Iron Age ‘giant ceramic jar’ found in United Arab Emirates Puzzled by archaeologists( Video)

The largest Iron Age ceramic jar ever discovered in the UAE dated to 3,000 years ago hints at a bustling trade scene from the 1st millennium BC.

But the dimensions of this vessel really have researchers scratching their heads. To fully get a sense of how big it was, archaeologists believe the building in which it was housed may have been constructed around it! There is also the presence of a ceramic fragment with three letters in Sabean, the oldest language in the UAE. It is a South Arabian language dated from the 7th century BC.

Having recently been added to the Sharjah Archaeological Museum from the Muwaileh archaeological site, the newly discovered ceramic jar adds weight to the theory that Sharjah was part of the incense trade route between the south Arabian Peninsula and Persia.

Huge ceramic jar found in Sharjah sheds light on ancient trade

A Massive Jar: The Economic Heart of the Settlement

Due to the size and situation of the Iron Age jar, it’s true function is currently undetermined. The jar stands at a whopping 155 cm in height, with a body diameter of 141 cm and a rim diameter of 94 cm (61 x 55.5 x 37 inches respectively). The columned building it was found in measured 10 x 12 meters (34 x 39.3 feet), within a larger fortified settlement. And the jar is too large to fit through the entrance to the room it was in.

The building was constructed between 600 and 900 AD, with the ceiling of the hall supported by 20 columns made of date palms and stone bases, arranged in rows of four by 5, reports National News .

The jar was found in pieces and had to be painstakingly reconstructed piece by piece.

Close-up of largest ceramic jar discovered in UAE sheds light on bustling trade

Manal Ataya, Director General of Sharjah Museums Authority commented:

“I invite everyone to see this one-of-a-kind artifact at our museum as it best demonstrates the beauty of discovery and the remarkable feat undertaken by dedicated archaeologists and conservators that spent years piecing together numerous fragments without initially knowing what the finished vessel would look like.”

She and other archaeologists have speculated that this was the ‘economic heart’ of the settlement and a place for the ruling elite to welcome guests. Such a space is called ‘majlis’, which is an Arabic term for sitting room (or a gathering or tribunal of sorts), used across various parts of Asia as well. Majlis exist even today and function in much the same manner.

In addition, 2 more storage jars’ remains have been found on the floor of the great hall, with 30 other smaller jars in a bridge-spouted style found in a room adjacent.
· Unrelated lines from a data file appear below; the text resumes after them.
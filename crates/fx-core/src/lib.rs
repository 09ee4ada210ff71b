pub mod constants;
pub mod frame;
pub mod loader;
pub mod particles;
pub mod reveal;

pub use constants::*;
pub use frame::*;
pub use loader::*;
pub use particles::*;
pub use reveal::*;
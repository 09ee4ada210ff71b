//! Particle data model and stepping, independent of any canvas API.
//!
//! Positions live in logical (CSS-pixel) space; the web frontend scales the
//! drawing context by the device pixel ratio so these coordinates map 1:1
//! onto what is drawn.

use crate::constants::{
    PARTICLE_COUNT, PARTICLE_OPACITY_MIN, PARTICLE_OPACITY_SPAN, PARTICLE_SIZE_MIN,
    PARTICLE_SIZE_SPAN, PARTICLE_SPEED_SPAN,
};
use glam::Vec2;
use rand::Rng;

/// One drifting dot. Velocity, size and opacity are fixed at spawn.
#[derive(Clone, Debug)]
pub struct Particle {
    pub pos: Vec2,
    pub vel: Vec2,
    pub size: f32,
    pub opacity: f32,
}

impl Particle {
    pub fn spawn(rng: &mut impl Rng, bounds: Vec2) -> Self {
        let vel = Vec2::new(
            (rng.gen::<f32>() - 0.5) * PARTICLE_SPEED_SPAN,
            (rng.gen::<f32>() - 0.5) * PARTICLE_SPEED_SPAN,
        );
        Self {
            pos: Vec2::new(rng.gen::<f32>() * bounds.x, rng.gen::<f32>() * bounds.y),
            vel,
            size: PARTICLE_SIZE_MIN + rng.gen::<f32>() * PARTICLE_SIZE_SPAN,
            opacity: PARTICLE_OPACITY_MIN + rng.gen::<f32>() * PARTICLE_OPACITY_SPAN,
        }
    }

    /// Advance one step with toroidal wrap: each coordinate stays in
    /// `[0, bound)`.
    pub fn step(&mut self, bounds: Vec2) {
        self.pos += self.vel;
        self.pos.x = self.pos.x.rem_euclid(bounds.x);
        self.pos.y = self.pos.y.rem_euclid(bounds.y);
    }
}

/// Fixed-size set of particles inside a rectangular bound. The whole set is
/// regenerated on resize; particles are never removed individually.
pub struct ParticleField {
    bounds: Vec2,
    particles: Vec<Particle>,
}

impl ParticleField {
    pub fn new(bounds: Vec2, rng: &mut impl Rng) -> Self {
        // A zero-sized bound would wrap to NaN; a collapsed viewport
        // (hidden iframe) still gets a 1x1 field.
        let bounds = bounds.max(Vec2::ONE);
        let particles = (0..PARTICLE_COUNT)
            .map(|_| Particle::spawn(rng, bounds))
            .collect();
        Self { bounds, particles }
    }

    /// Rebuild the field wholesale for a new viewport size.
    pub fn resize(&mut self, bounds: Vec2, rng: &mut impl Rng) {
        let bounds = bounds.max(Vec2::ONE);
        self.bounds = bounds;
        self.particles.clear();
        self.particles
            .extend((0..PARTICLE_COUNT).map(|_| Particle::spawn(rng, bounds)));
        log::debug!(
            "particle field regenerated: {} particles in {}x{}",
            self.particles.len(),
            bounds.x,
            bounds.y
        );
    }

    pub fn step(&mut self) {
        for p in &mut self.particles {
            p.step(self.bounds);
        }
    }

    pub fn bounds(&self) -> Vec2 {
        self.bounds
    }

    pub fn particles(&self) -> &[Particle] {
        &self.particles
    }
}
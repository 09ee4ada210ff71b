//! Frame admission policy for the particle loop.
//!
//! The loop reschedules itself on every animation frame; this module decides
//! which of those frames actually do clear+step+draw work.

use crate::constants::PARTICLE_FPS;
use instant::Instant;
use std::time::Duration;

/// Admits at most one frame per interval. The first frame always passes.
pub struct FrameGate {
    interval: Duration,
    last: Option<Instant>,
}

impl FrameGate {
    pub fn new(fps: f64) -> Self {
        Self {
            interval: Duration::from_secs_f64(1.0 / fps),
            last: None,
        }
    }

    pub fn admit(&mut self, now: Instant) -> bool {
        match self.last {
            Some(prev) if now.duration_since(prev) < self.interval => false,
            _ => {
                self.last = Some(now);
                true
            }
        }
    }
}

/// Outcome of one animation-frame callback.
#[derive(Clone, Copy, Debug, PartialEq, Eq)]
pub enum FrameStep {
    /// Do the clear+step+draw work.
    Render,
    /// Skip: the user is actively scrolling.
    HoldScroll,
    /// Skip: inside the frame-rate cap window.
    Throttle,
}

/// Per-frame decision: scroll suppression first, then the rate cap.
/// A scroll hold does not consume the gate, so the next free frame can
/// render immediately.
pub struct FramePolicy {
    gate: FrameGate,
}

impl Default for FramePolicy {
    fn default() -> Self {
        Self::new()
    }
}

impl FramePolicy {
    pub fn new() -> Self {
        Self {
            gate: FrameGate::new(PARTICLE_FPS),
        }
    }

    pub fn step(&mut self, now: Instant, scroll_active: bool) -> FrameStep {
        if scroll_active {
            return FrameStep::HoldScroll;
        }
        if self.gate.admit(now) {
            FrameStep::Render
        } else {
            FrameStep::Throttle
        }
    }
}
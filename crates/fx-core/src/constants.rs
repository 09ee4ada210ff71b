// Shared tuning constants for the page effects.

// Particle field
pub const PARTICLE_COUNT: usize = 38;
pub const PARTICLE_FPS: f64 = 30.0; // cap to reduce main-thread work

// Spawn ranges: size = MIN + rand * SPAN, same shape for opacity
pub const PARTICLE_SIZE_MIN: f32 = 0.5;
pub const PARTICLE_SIZE_SPAN: f32 = 2.0;
pub const PARTICLE_SPEED_SPAN: f32 = 1.0; // velocity component = (rand - 0.5) * SPAN
pub const PARTICLE_OPACITY_MIN: f32 = 0.2;
pub const PARTICLE_OPACITY_SPAN: f32 = 0.5;

// Accent colour for particle dots (rgb)
pub const ACCENT_RGB: [u8; 3] = [0, 212, 255];

// Backing-store scale clamp; anything denser buys nothing visually
pub const MAX_DEVICE_PIXEL_RATIO: f64 = 2.0;

// Rendering is held while the user scrolls; the hold is released after
// this much scroll-idle time
pub const SCROLL_IDLE_MS: i32 = 120;

// Reveal observer
pub const REVEAL_THRESHOLD: f64 = 0.2;
// Browsers can report the threshold crossing a hair under 0.2, and with a
// single observer threshold no later callback retries the activation
pub const REVEAL_RATIO_EPSILON: f64 = 1e-3;

// Loader exit timeline (milliseconds)
pub const LOADER_EXIT_DELAY_MS: i32 = 1100;
pub const LOADER_EXIT_DELAY_REDUCED_MS: i32 = 400;
pub const LOADER_FADE_MS: i32 = 450;
pub const LOADER_REMOVE_DELAY_MS: i32 = 520; // covers the fade transition

#[inline]
pub fn frame_interval_ms() -> f64 {
    1000.0 / PARTICLE_FPS
}
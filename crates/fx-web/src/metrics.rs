// Pure sizing helpers for the canvas backing store. Kept free of platform
// types so they can be tested host-side.

use fx_core::MAX_DEVICE_PIXEL_RATIO;

/// Clamp a reported device pixel ratio to the useful range. Invalid or
/// non-positive values fall back to 1.0.
#[inline]
pub fn clamp_dpr(raw: f64) -> f64 {
    if raw.is_finite() && raw > 0.0 {
        raw.min(MAX_DEVICE_PIXEL_RATIO)
    } else {
        1.0
    }
}

/// Backing-store pixel size for a CSS-pixel viewport at the given ratio.
/// Never collapses to zero.
#[inline]
pub fn backing_size(css_w: f64, css_h: f64, dpr: f64) -> (u32, u32) {
    let w = (css_w * dpr).floor().max(1.0);
    let h = (css_h * dpr).floor().max(1.0);
    (w as u32, h as u32)
}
This space was possibly used for providing service whilst guests were in the main hall like space outside.

Ataya concluded, “With seasonal expeditions over several years, the pieces were assembled and conserved to unveil the beauty of this enormous jar and its secrets. We greatly thank the work of the archaeological teams operating in Sharjah for their efforts to reveal our ancient history.”

The giant jar is now on display At the Sharjah Archaeology Museum. 

Muweilah Archaeological Settlement and the Incense Trade Route

During this period of history, other civilizations and societies were also undergoing radical changes. The Hanging Gardens of Babylon were being built in modern-day Iraq, reports Al Arabiya . The Chinese had invented printing , and in the Arabian Peninsula area, the landmark falaj or aflaj irrigation system was being developed.

This revolutionary irrigation system , in a traditionally dry and arid area, supported centuries of civilizations that were to come after, whilst keeping the farmers in the area self-reliant and secure. Irrigation channels, settlement areas, and traditional management practices all fit into this mould – ancient engineering techniques allowed a sustainable use of water resources to cultivate palms and other produce. Most importantly, it created a mutually beneficial relationship between the communities here to sustain each other in a communal fashion.

Part of the modernized but traditional falaj irrigation system still present in parts of the UAE

With 3,000 such tiny irrigation systems, Muwaileh archaeological area was one such beneficiary of this system. Here, numerous houses of mud brick, similar to several others in the UAE, were built as widespread settlement began, and is now widely considered to be one of the most significant Iron Age sites in the UAE – particularly between 1,100 and 600 BC.

It has been under exploration since 1989, first by a French expedition and then Australian. The site was allegedly damaged by a massive fire, which led to its abandonment. Domestication of the camel played a vital role in the local economy of this site and it was also heavily reliant on the manufacture of copper goods.

Outside of domestic frontiers, several goods were traded, in a route that stretched from the Mediterranean world to Northern Africa and East Asia, with the peninsula playing a vital midway role. Arabian frankincense and myrrh played a key role in this trade. By the 3rd century AD, with the beginning of the decline of the Roman empire , the long-distance trade routes started collapsing and the frankincense trade routes particularly, collapsed entirely.